◆ Instructions to follow:
In the listing below, find every line containing "DeltaTimeEvent" and copy it out.

◆ Recorded data:
[Start of section]

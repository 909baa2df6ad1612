// Copyright 2026 the Framepace Authors
// SPDX-License-Identifier: Apache-2.0 OR MIT

//! Human-readable trace output.
//!
//! [`PrettyPrintSink`] implements [`TraceSink`] and writes one line per event
//! to a [`Write`](std::io::Write) destination (default: stderr). Tick values
//! are converted to microseconds using a [`TickRate`].

use std::io::Write;

use framepace_core::time::{HostTime, TickRate};
use framepace_core::trace::{
    DeltaTimeEvent, FrameSampleEvent, PaceEvent, TraceSink, VsyncTransitionEvent,
};
use framepace_core::vsync::VsyncState;

/// Writes human-readable trace lines to a [`Write`](std::io::Write) destination.
pub struct PrettyPrintSink<W: Write = Box<dyn Write>> {
    writer: W,
    rate: TickRate,
}

impl<W: Write> std::fmt::Debug for PrettyPrintSink<W> {
    fn fmt(&self, f: &mut std::fmt::Formatter<'_>) -> std::fmt::Result {
        f.debug_struct("PrettyPrintSink")
            .field("rate", &self.rate)
            .finish_non_exhaustive()
    }
}

impl PrettyPrintSink {
    /// Creates a sink that writes to stderr.
    #[must_use]
    pub fn stderr(rate: TickRate) -> Self {
        Self {
            writer: Box::new(std::io::stderr()),
            rate,
        }
    }

    /// Creates a sink that writes to a boxed writer.
    #[must_use]
    pub fn new(writer: Box<dyn Write>, rate: TickRate) -> Self {
        Self { writer, rate }
    }
}

impl<W: Write> PrettyPrintSink<W> {
    /// Creates a sink that writes to the given destination.
    #[must_use]
    pub fn with_writer(writer: W, rate: TickRate) -> Self {
        Self { writer, rate }
    }

    /// Consumes the sink and returns the writer.
    pub fn into_inner(self) -> W {
        self.writer
    }

    fn ticks_to_us(&self, ticks: u64) -> f64 {
        self.rate.ticks_to_nanos(ticks) as f64 / 1000.0
    }

    fn signed_us(&self, ticks: i64) -> f64 {
        ticks as f64 * 1e6 / self.rate.ticks_per_second() as f64
    }

    fn host_us(&self, t: HostTime) -> f64 {
        self.ticks_to_us(t.ticks())
    }
}

fn state_name(state: VsyncState) -> &'static str {
    match state {
        VsyncState::Vsynced => "vsynced",
        VsyncState::NotVsynced => "not-vsynced",
    }
}

impl<W: Write> TraceSink for PrettyPrintSink<W> {
    fn on_frame_sample(&mut self, e: &FrameSampleEvent) {
        let votes = match e.observation {
            Some(o) => {
                let synced = if o.was_frame_synced { "synced" } else { "off-sync" };
                let stuck = if o.definitely_not_vsynced { " stuck" } else { "" };
                format!("{synced}{stuck}")
            }
            None => "no-stats".to_owned(),
        };
        let _ = writeln!(
            self.writer,
            "[sample] frame={} present={:.1}µs count={} vote={votes} state={} counter={}",
            e.frame_index,
            self.host_us(e.present_time),
            e.present_count,
            state_name(e.verdict.state),
            e.verdict.counter,
        );
    }

    fn on_vsync_transition(&mut self, e: &VsyncTransitionEvent) {
        let _ = writeln!(
            self.writer,
            "[vsync] frame={} -> {} at {:.1}µs",
            e.frame_index,
            state_name(e.state),
            self.host_us(e.timestamp),
        );
    }

    fn on_delta_time(&mut self, e: &DeltaTimeEvent) {
        let snapped = match e.refresh_multiple {
            Some(n) => format!("x{n}"),
            None => "smoothed".to_owned(),
        };
        let _ = writeln!(
            self.writer,
            "[delta] frame={} raw={:.1}µs delta={:.1}µs ({snapped}) snap_err={:.1}µs \
             err={:.1}µs drift={:.1}µs",
            e.frame_index,
            self.signed_us(e.raw_ticks),
            self.ticks_to_us(e.delta.ticks()),
            self.signed_us(e.snap_error),
            self.signed_us(e.non_vsync_error),
            self.signed_us(e.drift),
        );
    }

    fn on_pace(&mut self, e: &PaceEvent) {
        let hitch = if e.hitch { " HITCH" } else { "" };
        let _ = writeln!(
            self.writer,
            "[pace] frame={} steps={} acc={:.1}µs alpha={:.3}{hitch}",
            e.frame_index,
            e.fixed_steps,
            self.ticks_to_us(e.accumulator.ticks()),
            e.interpolation,
        );
    }
}

#[cfg(test)]
mod tests {
    use super::*;
    use framepace_core::time::Duration;

    #[test]
    fn pretty_print_transition() {
        let mut sink = PrettyPrintSink::with_writer(Vec::<u8>::new(), TickRate::NANOS);
        sink.on_vsync_transition(&VsyncTransitionEvent {
            frame_index: 4,
            timestamp: HostTime(1_000_000),
            state: VsyncState::NotVsynced,
        });
        let output = String::from_utf8(sink.into_inner()).unwrap();
        assert!(output.contains("[vsync]"), "got: {output}");
        assert!(output.contains("frame=4 -> not-vsynced"), "got: {output}");
        assert!(output.contains("1000.0µs"), "got: {output}");
    }

    #[test]
    fn pretty_print_hitch() {
        let mut sink = PrettyPrintSink::with_writer(Vec::<u8>::new(), TickRate::MICROS);
        sink.on_pace(&PaceEvent {
            frame_index: 9,
            timestamp: HostTime(0),
            delta: Duration(16_666),
            fixed_steps: 1,
            hitch: true,
            accumulator: Duration(16_666),
            interpolation: 1.0,
        });
        let output = String::from_utf8(sink.into_inner()).unwrap();
        assert!(output.contains("steps=1"), "got: {output}");
        assert!(output.contains("acc=16666.0µs"), "got: {output}");
        assert!(output.ends_with("HITCH\n"), "got: {output}");
    }

    #[test]
    fn negative_ticks_print_signed() {
        let mut sink = PrettyPrintSink::with_writer(Vec::<u8>::new(), TickRate::MICROS);
        sink.on_delta_time(&DeltaTimeEvent {
            frame_index: 2,
            timestamp: HostTime(0),
            vsynced: false,
            raw_ticks: -50,
            delta: Duration::ZERO,
            refresh_period: Duration(16_666),
            refresh_multiple: None,
            snap_error: 0,
            non_vsync_error: 25,
            smoothed_non_vsync_delta: 0,
            drift: 50,
        });
        let output = String::from_utf8(sink.into_inner()).unwrap();
        assert!(output.contains("raw=-50.0µs"), "got: {output}");
        assert!(output.contains("(smoothed)"), "got: {output}");
    }
}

[End of section]

◆ Exercise result:
    DeltaTimeEvent, FrameSampleEvent, PaceEvent, TraceSink, VsyncTransitionEvent,
    fn on_delta_time(&mut self, e: &DeltaTimeEvent) {
        sink.on_delta_time(&DeltaTimeEvent {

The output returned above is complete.